Exercise instructions
Copy the data exactly from the line that contains "pub fn dialog_kind(&self, client: ClientHandle)" through the line that contains "otherwise an open", keeping both end lines and leaving out everything else.

Records for the exercise
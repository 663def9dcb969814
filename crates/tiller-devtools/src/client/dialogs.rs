//! JavaScript dialog bookkeeping and handling.

use serde_json::{Value, json};
use tracing::{debug, warn};

use super::CLIENT_TARGET;
use super::connection::DevToolsConnection;
use super::dispatch::CommandOptions;
use super::record::ClientHandle;
use crate::error::DevToolsError;

impl DevToolsConnection {
    /// Whether the client currently has an unhandled dialog.
    #[must_use]
    pub fn is_dialog_open(&self, client: ClientHandle) -> bool {
        self.record(client)
            .map(|record| record.is_dialog_open())
            .unwrap_or(false)
    }

    /// Message of the oldest unhandled dialog.
    ///
    /// # Errors
    ///
    /// Returns [`DevToolsError::NoSuchAlert`] when no dialog is open.
    pub fn dialog_message(&self, client: ClientHandle) -> Result<String, DevToolsError> {
        self.record(client)?
            .dialogs
            .messages
            .front()
            .cloned()
            .ok_or_else(no_such_alert)
    }

    /// Kind of the oldest unhandled dialog (`alert`, `confirm`, …).
    ///
    /// # Errors
    ///
    /// Returns [`DevToolsError::NoSuchAlert`] when no dialog is open.
    pub fn dialog_kind(&self, client: ClientHandle) -> Result<String, DevToolsError> {
        self.record(client)?
            .dialogs
            .kinds
            .front()
            .cloned()
            .ok_or_else(no_such_alert)
    }

    /// Controls whether `beforeunload` dialogs are accepted on arrival.
    ///
    /// # Errors
    ///
    /// Returns [`DevToolsError::Unknown`] for a stale handle.
    pub fn set_auto_accept_beforeunload(
        &mut self,
        client: ClientHandle,
        value: bool,
    ) -> Result<(), DevToolsError> {
        self.record_mut(client)?.dialogs.autoaccept_beforeunload = value;
        Ok(())
    }

    /// Answers the oldest unhandled dialog.
    ///
    /// The dialog command bypasses alert blocking, otherwise an open
    /// dialog could never be dismissed. The send is retried once to cover
    /// a renderer race where the first attempt races the dialog teardown.
    ///
    /// # Errors
    ///
    /// Returns [`DevToolsError::NoSuchAlert`] when no dialog is open, or
    /// the failure of the dialog command itself.
    pub fn handle_dialog(
        &mut self,
        client: ClientHandle,
        accept: bool,
        prompt_text: Option<&str>,
    ) -> Result<(), DevToolsError> {
        if !self.is_dialog_open(client) {
            return Err(no_such_alert());
        }
        let prompt = prompt_text.map_or_else(
            || {
                self.record(client)
                    .map(|record| record.dialogs.prompt_text.clone())
                    .unwrap_or_default()
            },
            str::to_owned,
        );
        let params = json!({"accept": accept, "promptText": prompt});
        if let Err(first_attempt) = self.send_command_internal(
            client,
            "Page.handleJavaScriptDialog",
            params.clone(),
            CommandOptions::past_dialog_block(),
        ) {
            warn!(
                target: CLIENT_TARGET,
                error = %first_attempt,
                "dialog command failed, retrying once"
            );
            self.send_command_internal(
                client,
                "Page.handleJavaScriptDialog",
                params,
                CommandOptions::past_dialog_block(),
            )?;
        }
        // The queues may have been cleared while waiting for the response.
        let record = self.record_mut(client)?;
        record.dialogs.messages.pop_front();
        record.dialogs.kinds.pop_front();
        Ok(())
    }

    pub(crate) fn handle_dialog_opening(
        &mut self,
        client: ClientHandle,
        params: &Value,
    ) -> Result<(), DevToolsError> {
        let Some(message) = params.get("message").and_then(Value::as_str) else {
            return Err(DevToolsError::unknown(
                "dialog event missing or invalid 'message'",
            ));
        };
        let Some(kind) = params.get("type").and_then(Value::as_str) else {
            return Err(DevToolsError::unknown("dialog has invalid 'type'"));
        };
        let Some(prompt_text) = params.get("defaultPrompt").and_then(Value::as_str) else {
            return Err(DevToolsError::unknown(
                "dialog event missing or invalid 'defaultPrompt'",
            ));
        };
        debug!(
            target: CLIENT_TARGET,
            kind,
            "dialog opened"
        );

        let record = self.record_mut(client)?;
        record.dialogs.messages.push_back(message.to_owned());
        record.dialogs.kinds.push_back(kind.to_owned());
        record.dialogs.prompt_text = prompt_text.to_owned();

        if kind == "beforeunload" && record.dialogs.autoaccept_beforeunload {
            return self.handle_dialog(client, true, None);
        }
        Ok(())
    }

    /// The browser only reports this once every dialog is gone, including
    /// any the user closed manually.
    pub(crate) fn handle_dialog_closed(&mut self, client: ClientHandle) -> Result<(), DevToolsError> {
        let record = self.record_mut(client)?;
        record.dialogs.messages.clear();
        record.dialogs.kinds.clear();
        Ok(())
    }
}

fn no_such_alert() -> DevToolsError {
    DevToolsError::NoSuchAlert {
        message: "no dialog is open".to_owned(),
    }
}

Task solution
    pub fn dialog_kind(&self, client: ClientHandle) -> Result<String, DevToolsError> {
        self.record(client)?
            .dialogs
            .kinds
            .front()
            .cloned()
            .ok_or_else(no_such_alert)
    }

    /// Controls whether `beforeunload` dialogs are accepted on arrival.
    ///
    /// # Errors
    ///
    /// Returns [`DevToolsError::Unknown`] for a stale handle.
    pub fn set_auto_accept_beforeunload(
        &mut self,
        client: ClientHandle,
        value: bool,
    ) -> Result<(), DevToolsError> {
        self.record_mut(client)?.dialogs.autoaccept_beforeunload = value;
        Ok(())
    }

    /// Answers the oldest unhandled dialog.
    ///
    /// The dialog command bypasses alert blocking, otherwise an open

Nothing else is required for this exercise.